Medical management with caloric restriction, diets, and drug therapy do not provide sustained long-term weight loss in many patients. Metabolic surgery is currently the best treatment that provides long-term weight loss maintenance and comorbidity control. In the Swedish Obese Subjects (SOS) intervention study, at 10 years follow-up the surgical group had 16% weight loss compared to 1.6% weight gain for patients managed conservatively.

Metabolic surgery is the best treatment for obesity that provides long-term weight loss and maintenance. The SOS intervention study demonstrated that at 10-year follow-up, the surgical group had 16% weight loss compared to 1.6% weight gain for patients managed conservatively.

The first metabolic procedures such as jejuno-ileal bypass and vertical banded gastroplasty have now been superseded by the most commonly performed procedures, namely Roux-en-Y gastric bypass (RYGB), vertical sleeve gastrectomy (VSG), laparoscopic adjustable gastric banding (LAGB), and biliopancreatic diversion (BPD) (with or without a duodenal switch [DS]). Techniques have also now evolved from open to laparoscopic techniques. The overall 30-day mortality rates after metabolic surgery can be as low as 0.3% in experienced high-volume centres, making it safe as well as highly effective.
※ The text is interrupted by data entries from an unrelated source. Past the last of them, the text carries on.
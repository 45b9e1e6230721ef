//! Scripts and reports on local disk.
//!
//! [`LocalFileStore`] owns two flat directories under one root:
//!
//! ```text
//! data/
//!   scripts/   generated code artifacts, `create file` targets
//!   reports/   dated Markdown work logs
//! ```
//!
//! Callers address files by bare name plus a [`StoreDir`]. A name must be exactly one
//! normal path component, so `../x`, `/etc/passwd` or `a/b` never reach the filesystem.
//!
//! # Example
//!
//! ```rust
//! use aichat::tools::file_store::{FileStore, LocalFileStore, StoreDir};
//!
//! let root = tempfile::tempdir().unwrap();
//! let store = LocalFileStore::new(root.path()).unwrap();
//! let path = store.write("hello.py", "print('hi')", StoreDir::Scripts).unwrap();
//! assert!(path.ends_with("scripts/hello.py"));
//! assert_eq!(store.read("hello.py", StoreDir::Scripts).unwrap(), "print('hi')");
//! ```

use std::error::Error;
use std::fmt;
use std::fs;
use std::io;
use std::path::{Component, Path, PathBuf};

/// Which of the store's directories a name lives in.
#[derive(Debug, Clone, Copy, PartialEq, Eq)]
pub enum StoreDir {
    Scripts,
    Reports,
}

impl StoreDir {
    pub fn dir_name(&self) -> &'static str {
        match self {
            StoreDir::Scripts => "scripts",
            StoreDir::Reports => "reports",
        }
    }
}

#[derive(Debug, Clone, PartialEq, Eq)]
pub enum FileStoreError {
    /// No file with that name in the directory.
    NotFound(String),
    /// The name tried to leave its directory.
    PathTraversal(String),
    /// Empty name or a name with path separators.
    InvalidName(String),
    Io(String),
}

impl fmt::Display for FileStoreError {
    fn fmt(&self, f: &mut fmt::Formatter<'_>) -> fmt::Result {
        match self {
            FileStoreError::NotFound(name) => write!(f, "File not found: {}", name),
            FileStoreError::PathTraversal(name) => {
                write!(f, "Path traversal attempt blocked: {}", name)
            }
            FileStoreError::InvalidName(name) => write!(f, "Invalid file name: {}", name),
            FileStoreError::Io(msg) => write!(f, "IO error: {}", msg),
        }
    }
}

impl Error for FileStoreError {}

/// Named-file persistence for generated scripts and reports.
pub trait FileStore: Send + Sync {
    /// Create or overwrite `name` in `dir` and return the full path written.
    fn write(&self, name: &str, content: &str, dir: StoreDir) -> Result<PathBuf, FileStoreError>;

    fn read(&self, name: &str, dir: StoreDir) -> Result<String, FileStoreError>;
}

pub struct LocalFileStore {
    root: PathBuf,
}

impl LocalFileStore {
    /// Opens the store at `root`, creating `scripts/` and `reports/` if needed.
    pub fn new(root: impl AsRef<Path>) -> io::Result<Self> {
        let root = root.as_ref().to_path_buf();
        fs::create_dir_all(root.join(StoreDir::Scripts.dir_name()))?;
        fs::create_dir_all(root.join(StoreDir::Reports.dir_name()))?;
        Ok(Self { root })
    }

    pub fn root(&self) -> &Path {
        &self.root
    }

    pub fn dir_path(&self, dir: StoreDir) -> PathBuf {
        self.root.join(dir.dir_name())
    }

    fn validate_name(&self, name: &str, dir: StoreDir) -> Result<PathBuf, FileStoreError> {
        if name.trim().is_empty() {
            return Err(FileStoreError::InvalidName(name.to_string()));
        }

        let mut components = Path::new(name).components();
        match (components.next(), components.next()) {
            (Some(Component::Normal(file)), None) => Ok(self.dir_path(dir).join(file)),
            (Some(Component::ParentDir), _) | (Some(Component::RootDir), _) => {
                Err(FileStoreError::PathTraversal(name.to_string()))
            }
            _ => Err(FileStoreError::InvalidName(name.to_string())),
        }
    }
}

impl FileStore for LocalFileStore {
    fn write(&self, name: &str, content: &str, dir: StoreDir) -> Result<PathBuf, FileStoreError> {
        let path = self.validate_name(name, dir)?;
        if path.is_dir() {
            return Err(FileStoreError::InvalidName(name.to_string()));
        }
        fs::write(&path, content).map_err(|e| FileStoreError::Io(e.to_string()))?;
        log::debug!("wrote {} ({} bytes)", path.display(), content.len());
        Ok(path)
    }

    fn read(&self, name: &str, dir: StoreDir) -> Result<String, FileStoreError> {
        let path = self.validate_name(name, dir)?;
        match fs::read_to_string(&path) {
            Ok(content) => Ok(content),
            Err(e) if e.kind() == io::ErrorKind::NotFound => {
                Err(FileStoreError::NotFound(name.to_string()))
            }
            Err(e) => Err(FileStoreError::Io(e.to_string())),
        }
    }
}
Pathophysiology of obesity and obesity-related diseases

Obesity is a risk factor for many obesity complications:

Type 2 diabetes mellitus (T2DM) and micro- and macrovascular complications
Dyslipidaemia
Hypertension
Cardiovascular disease
Non-alcoholic fatty liver disease (NAFLD)
Non-alcoholic steatohepatitis (NASH)
Obstructive sleep apnoea (OSA)
Asthma
Musculoskeletal pain and function
Gastro-oesophageal reflux disease (GORD)
Polycystic ovary syndrome (PCOS) symptoms
Infertility
Urinary incontinence
Cancer, e.g. breast, endometrial, colon, oesophageal, hepatocellular
Psychosocial functioning.

We now understand that obesity and its related complications are metabolic diseases involving complex gut–brain–endocrine (GBE) and adipocyte–brain–endocrine interactions.

The GBE axis is fundamental for energy homeostasis. Enteroendocrine cells (EECs) sense luminal factors, such as absorbed nutrients, via sensory transporters and various cell membrane receptors. EECs are activated to secrete gut hormones such as oxyntomodulin (OXM) and glucagon-like peptide 1 (GLP-1), which alert the central nervous system (CNS) that nutrients are in the gut lumen via endocrine (circulation or lymphatics) or paracrine (activation of enteric, vagal and spinal afferent sensory neurons via local receptors) mechanisms. This signalling pathway activates metabolic control centres in the hindbrain and hypothalamus to control energy homeostasis, resulting in responses such as reduced food intake, increased energy expenditure (OXM), increased satiety, insulin release, and glucose homeostasis, slowing gastrointestinal (GI) motility, gut secretions, and nutrient utilisation.

It is now understood that metabolic surgery is not purely weight loss surgery. Metabolic surgery results in anatomical alterations that produce complex physiological interactions involving signalling between the gut and the brain, as well as adipocytes and the brain.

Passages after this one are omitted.